Die bisher jüngste, zur Gänze neu errichtete Obuslinie von Linz ist 1991 eröffnet worden. Die Linie 21 (heute 46) folgt auf ihrer Strecke Hauptbahnhof – Hafen teilweise der 1968 eingestellten Straßenbahnlinie M.
 

Mit dieser 18 Meter langen Obustype „Gräf & Stift EO I“ begann in Linz 1960 die Gelenk-Obus-Ära. Die 11 Wagen umfassende Flotte war bis 1984 in Betrieb, sieben davon hatten danach ein „zweites Leben“ in Sofia.

© Foto: Sammlung G. Mackinger

1996 erfolgte die Einstellung des Streckenstücks Salzburger Straße – Neupeint, sodass die Linie 41 nur noch mit Autobussen bedient werden konnte.

Die 1998 getätigte Bestellung von 19 Niederflur-Obussen „Volvo/Kiepe“ gab dem Obusbetrieb wieder Aufschwung, sodass 1999 mit der Re-Elektrifizierung des Streckenabschnittes nach Neupeint sowie der Verlängerung bis Baintwiese begonnen werden konnte.
 

Beginn mit „Italienern“: Obus 2 (Stanga, ex Mailand 340) mit Anhänger A2 auf der Abstellspur auf dem Hessenplatz. Dahinter: Wagen 4 desselben Herstellers mit 1954 erhaltenem neuem Wagenkasten.

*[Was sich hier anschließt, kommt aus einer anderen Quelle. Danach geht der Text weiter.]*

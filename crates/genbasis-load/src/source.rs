use genbasis_core::TransactionDataset;

use crate::errors::LoadError;

/// Trait implemented by anything that can produce a transaction dataset.
pub trait TransactionSource {
    /// Returns the format identifier (e.g. `csv`).
    fn format(&self) -> &'static str;

    /// Read the source and return its transactions.
    fn load(&self) -> Result<TransactionDataset, LoadError>;
}
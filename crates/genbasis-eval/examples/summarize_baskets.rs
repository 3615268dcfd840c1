use std::env;
use std::path::PathBuf;

use genbasis_core::{MiningParams, TransactionDataset};
use genbasis_eval::{RunStatistics, render_summary, write_run_artifacts};
use genbasis_mine::MiningEngine;

fn main() -> Result<(), Box<dyn std::error::Error>> {
    let out_dir = env::args()
        .nth(1)
        .map(PathBuf::from)
        .unwrap_or_else(|| env::temp_dir().join("genbasis_summary"));

    let dataset = TransactionDataset::from_baskets(vec![
        vec!["bread", "milk"],
        vec!["bread", "milk", "eggs"],
        vec!["bread", "butter"],
        vec!["bread", "milk", "butter"],
        vec!["milk", "eggs"],
    ]);
    let params = MiningParams {
        min_support: 2,
        min_rule_support: 0.2,
        min_confidence: 0.5,
        epsilon: 0.0,
    };

    let outcome = MiningEngine::new(params.clone())?.run(&dataset);
    let stats = RunStatistics::from_outcome(&params, &outcome);
    println!(
        "{}",
        render_summary(&outcome.rules, outcome.coverage, outcome.mining_time)
    );

    let artifacts = write_run_artifacts(&out_dir, "example", "in-memory", &stats, &outcome)?;
    println!("report_path={}", artifacts.report_path.display());
    Ok(())
}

© Foto: Sammlung G. Mackinger

Seit Herbst 2000 bedienen die nun als Linz AG Linien firmierenden Verkehrsbetriebe die Linie 41 wieder mit Obussen. Die zuletzt durch die Goethestraße führende Obuslinie 45 verkehrt seit 2002 (gemeinsam mit der Linie 46) durch die Achse Mozartstraße. Eine neu elektrifizierte Verbindungsstrecke führt durch das Areal des Allgemeinen Krankenhauses. Die Obusstrecke durch die Goethestraße ist aber nach wie vor für Umleitungen oder Sonderfahrten nutzbar. Außerdem fährt nun der 46er auf den Froschberg, und der 45er wendet am Hauptbahnhof (außer im Abendverkehr).

Heute besteht das Obusnetz der Linz Linien AG aus folgenden vier Linien:

  • 41 (vormals O1): Hessenplatz – Baintwiese

  • 43: Hessenplatz – Stadtfriedhof Linz

  • 45 (vormals 20, O2): (Froschberg) – Hauptbahnhof – Stieglbauernstraße

  • 46 (vormals 21): Froschberg – Hafen

Zum Vergrößern Bild anklicken!

© Skizze: Thomas Feichtinger

Somit ist der Linzer Obusbetrieb mit 28,3 km Linienlänge und 13,4 Millionen Fahrgästen/Jahr der zweitgrößte in Österreich – hinter Salzburg.

Derzeit bereiten die Linz Linien AG eine Neu-Ausschreibung der Obus-Flotte vor.

Das Ziel ist es, ab 2016 die ersten Neufahrzeuge zu erhalten. Weiters ist auch die ca. 1,3 km lange Obus-Neubaustrecke vom Stadtfriedhof Süd weiter nach Traun (mit Anbindung an die Straßenbahnlinie 3) geplant.

 

Dieser Artikel ist in der RS-Fachzeitschrift 3/2014 erschienen.